Il caso del rifiuto di sottoporsi a tracheostomia, da parte di una malata di Sla del Policlinico Agostino Gemelli di Roma, ha riaperto una ferita mai del tutto sanata dopo il caso Welby, nel 2006. Anche qui, come allora, si pone al centro la questione del confine che debba avere, se ne esiste uno, la volontà del paziente riguardo ai trattamenti salvavita. La questione del “dissenso informato” si può intrecciare infatti con il rifiuto dell’accanimento terapeutico e con la richiesta di eutanasia, rendendo estremamente difficile per l’opinione pubblica distinguere le varie fattispecie.

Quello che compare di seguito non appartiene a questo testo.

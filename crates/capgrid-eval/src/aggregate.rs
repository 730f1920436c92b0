//! Aggregation strategies over groups of resolved cells.
//!
//! Every strategy takes `Option<f64>` samples where `None` means "never
//! entered". Absent samples are skipped; present zeros count. Coercing an
//! absent cell to `0` before it reaches this module drags averages and
//! weighted sums toward zero, so callers must pass presence through
//! unchanged (see [`crate::CellValueResolver::present`]).

#[cfg(feature = "serde")]
use serde::{Deserialize, Serialize};

/// One cell of a group: its value and, for two-column strategies, the
/// companion weight or denominator.
#[derive(Debug, Copy, Clone, PartialEq, Default)]
pub struct Sample {
    pub value: Option<f64>,
    pub weight: Option<f64>,
}

impl Sample {
    pub fn value(value: Option<f64>) -> Self {
        Self {
            value,
            weight: None,
        }
    }

    pub fn weighted(value: Option<f64>, weight: Option<f64>) -> Self {
        Self { value, weight }
    }
}

#[cfg_attr(feature = "serde", derive(Serialize, Deserialize))]
#[cfg_attr(feature = "serde", serde(rename_all = "snake_case"))]
#[derive(Debug, Copy, Clone, PartialEq, Eq, Hash)]
pub enum Strategy {
    Sum,
    Average,
    /// `Sample::weight` is the weight.
    WeightedAverage,
    /// `Sample::value` is the numerator, `Sample::weight` the denominator.
    RatioOfSums,
    /// Samples must be in period order.
    LastNonEmpty,
}

impl Strategy {
    /// Apply the strategy to a group. `Sum` and `LastNonEmpty` always yield a
    /// number; the others yield `None` when undefined.
    pub fn apply(self, samples: &[Sample]) -> Option<f64> {
        let values = samples.iter().map(|s| s.value);
        let pairs = samples.iter().map(|s| (s.value, s.weight));
        match self {
            Strategy::Sum => Some(sum(values)),
            Strategy::Average => average(values),
            Strategy::WeightedAverage => weighted_average(pairs),
            Strategy::RatioOfSums => ratio_of_sums(pairs),
            Strategy::LastNonEmpty => Some(last_non_empty(values)),
        }
    }
}

/* ─────────────────────────── SUM ──────────────────────────── */

/// Σ present values; `0` for a group with nothing entered.
pub fn sum<I>(values: I) -> f64
where
    I: IntoIterator<Item = Option<f64>>,
{
    values.into_iter().flatten().fold(0.0, |acc, v| acc + v)
}

/* ─────────────────────────── AVERAGE ──────────────────────────── */

/// Σ present values / count of present values.
pub fn average<I>(values: I) -> Option<f64>
where
    I: IntoIterator<Item = Option<f64>>,
{
    let (total, count) = values
        .into_iter()
        .flatten()
        .fold((0.0, 0usize), |(t, n), v| (t + v, n + 1));
    (count > 0).then(|| total / count as f64)
}

/* ─────────────────────────── WEIGHTED AVERAGE ──────────────────────────── */

/// Σ value·weight / Σ weight over pairs where both sides are present.
///
/// `None` when the summed weight is not positive.
pub fn weighted_average<I>(pairs: I) -> Option<f64>
where
    I: IntoIterator<Item = (Option<f64>, Option<f64>)>,
{
    let mut weighted = 0.0;
    let mut weights = 0.0;
    for (value, weight) in pairs {
        if let (Some(v), Some(w)) = (value, weight) {
            weighted += v * w;
            weights += w;
        }
    }
    (weights > 0.0).then(|| weighted / weights)
}

/* ─────────────────────────── RATIO OF SUMS ──────────────────────────── */

/// Σ numerator / Σ denominator, each summed over its present samples.
///
/// This is the recovery and production-rate rule. `None` when the summed
/// denominator is zero: a recovery with no feed is unknown, not zero.
pub fn ratio_of_sums<I>(pairs: I) -> Option<f64>
where
    I: IntoIterator<Item = (Option<f64>, Option<f64>)>,
{
    let (num, den) = pairs.into_iter().fold((0.0, 0.0), |(n, d), (num, den)| {
        (n + num.unwrap_or(0.0), d + den.unwrap_or(0.0))
    });
    (den != 0.0).then(|| num / den)
}

/* ─────────────────────────── LAST NON-EMPTY ──────────────────────────── */

/// Last present value in iteration order, `0` if none.
pub fn last_non_empty<I>(values: I) -> f64
where
    I: IntoIterator<Item = Option<f64>>,
{
    values.into_iter().flatten().last().unwrap_or(0.0)
}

L’interpretazione pro bono ritiene che chiedere la non somministrazione o la sospensione della ventilazione meccanica per un malato di Sla non costituisca una richiesta di eutanasia, ma semplicemente un rifiuto di trattamento “sproporzionato”. L’interpretazione più decisa considera invece la richiesta di sospensione di questo trattamento un’eutanasia vera e propria, in quanto motivata dal rifiuto della vita a certe condizioni, ovvero dal giudicare la vita precaria, sofferente e senza autonomia del malato di Sla in fase avanzata come non degna di essere vissuta. In questo senso, la valutazione morale dell’atto di sospensione coinciderà con la valutazione morale che si dà all’eutanasia tout court.
Per comprendere più a fondo i termini di tale delicata questione conviene innanzitutto riflettere sul concetto di proporzione: si deve tenere conto prevalentemente dei fattori psicologici soggettivi o della condizione clinica specifica? L’anestesista Corrado Manni, che operava proprio al Policlinico Gemelli, aveva elaborato nel 1996 una definizione davvero calzante di accanimento terapeutico, secondo la quale si tratta di un trattamento di documentata inefficacia, a cui si aggiunge una particolare gravosità per il paziente, che rende il trattamento medesimo chiaramente sproporzionato rispetto agli obiettivi della condizione specifica. In una simile prospettiva, l’accanimento o sproporzione non coincide con ogni trattamento che il paziente rifiuti, ma con una valutazione clinica, anche alla luce della risposta soggettiva del paziente.
Ciò non si discosta molto da quanto precisato da Massimo Antonelli, direttore del Centro di rianimazione e terapia intensiva del Gemelli, intervistato sul caso dal Sir: se in un malato di Sla la ventilazione non risultasse più sufficiente, ma anzi complicasse ulteriormente la situazione del malato, si potrebbe emettere un giudizio di sproporzione e dunque desistere dal trattamento. Ma, precisa, “si tratta di casi estremi”. Ordinariamente, in effetti, la ventilazione meccanica nei malati di Sla è un trattamento indicato, che interviene ben prima dello stadio terminale di malattia, mantenendo la vita senza prolungare inutilmente l’agonia, anzi agevolando la funzione respiratoria compromessa e dunque offrendo un indiscutibile beneficio al paziente.
Sgomberato il campo dalla confusione con l’accanimento terapeutico, resta il problema del rifiuto di trattamento da parte del paziente, con intento suicidario o meno. Possiamo impedire ad un paziente di dissentire da un’ipotesi di trattamento? È evidente che questa possibilità non si dà al medico, in quanto la libertà attuale del malato – che rifiuta una cura – diventa un limite invalicabile all’azione del medico, anche qualora tale cura rappresenti oggettivamente il miglior bene del paziente. Il medico avrà il dovere di informare correttamente e anche di persuadere il malato, ma non lo potrà ultimamente costringere. In questo senso, il rifiuto previo di effettuare la tracheostomia per attivare la ventilazione meccanica da parte di un malato – come parrebbe nel caso romano – non potrà che essere atteso, anche se non andrà rubricato sotto la categoria del rifiuto di accanimento terapeutico, ma sotto quella appunto del rifiuto di terapia o dissenso informato.
Diverso è il caso di un paziente che sia già sottoposto ad un trattamento salvavita come la respirazione artificiale, in cui non si riscontrino gli elementi clinici della sproporzione e in cui l’interruzione del trattamento, effettuata da un medico, abbia come risultato principale la morte del paziente. Qui l’etica professionale imporrebbe di non cooperare, per non eseguire un atto dal carattere fondamentalmente eutanasico. Non si vede infatti quale differenza sostanziale vi sia fra la richiesta di un farmaco letale per ottenere la morte e il richiedere – allo stesso scopo – la sospensione di un trattamento necessario alla sopravvivenza.
E il ruolo e la responsabilità del medico nella morte del paziente avrebbero qui un peso morale decisivo.